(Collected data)
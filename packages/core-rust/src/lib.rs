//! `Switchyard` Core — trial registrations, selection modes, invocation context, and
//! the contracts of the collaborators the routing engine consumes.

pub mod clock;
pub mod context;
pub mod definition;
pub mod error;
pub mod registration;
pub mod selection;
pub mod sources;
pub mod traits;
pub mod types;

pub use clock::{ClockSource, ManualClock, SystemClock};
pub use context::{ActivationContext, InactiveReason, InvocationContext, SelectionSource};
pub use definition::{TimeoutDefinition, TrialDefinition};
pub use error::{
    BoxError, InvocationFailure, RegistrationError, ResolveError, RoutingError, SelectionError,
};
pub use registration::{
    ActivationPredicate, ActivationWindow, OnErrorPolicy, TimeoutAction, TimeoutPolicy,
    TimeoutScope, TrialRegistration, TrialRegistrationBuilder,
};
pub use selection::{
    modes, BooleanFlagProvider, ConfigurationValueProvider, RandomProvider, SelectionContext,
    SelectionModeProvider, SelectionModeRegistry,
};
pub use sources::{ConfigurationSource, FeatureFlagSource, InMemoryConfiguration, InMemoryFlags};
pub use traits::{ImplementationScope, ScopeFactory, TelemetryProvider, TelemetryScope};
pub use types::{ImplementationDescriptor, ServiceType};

• How to complete this task:
Provide an exact transcript of the lines from the one that holds "pub mod error;" through the final line of the data above.

• The completed task:
pub mod error;
pub mod registration;
pub mod selection;
pub mod sources;
pub mod traits;
pub mod types;

pub use clock::{ClockSource, ManualClock, SystemClock};
pub use context::{ActivationContext, InactiveReason, InvocationContext, SelectionSource};
pub use definition::{TimeoutDefinition, TrialDefinition};
pub use error::{
    BoxError, InvocationFailure, RegistrationError, ResolveError, RoutingError, SelectionError,
};
pub use registration::{
    ActivationPredicate, ActivationWindow, OnErrorPolicy, TimeoutAction, TimeoutPolicy,
    TimeoutScope, TrialRegistration, TrialRegistrationBuilder,
};
pub use selection::{
    modes, BooleanFlagProvider, ConfigurationValueProvider, RandomProvider, SelectionContext,
    SelectionModeProvider, SelectionModeRegistry,
};
pub use sources::{ConfigurationSource, FeatureFlagSource, InMemoryConfiguration, InMemoryFlags};
pub use traits::{ImplementationScope, ScopeFactory, TelemetryProvider, TelemetryScope};
pub use types::{ImplementationDescriptor, ServiceType};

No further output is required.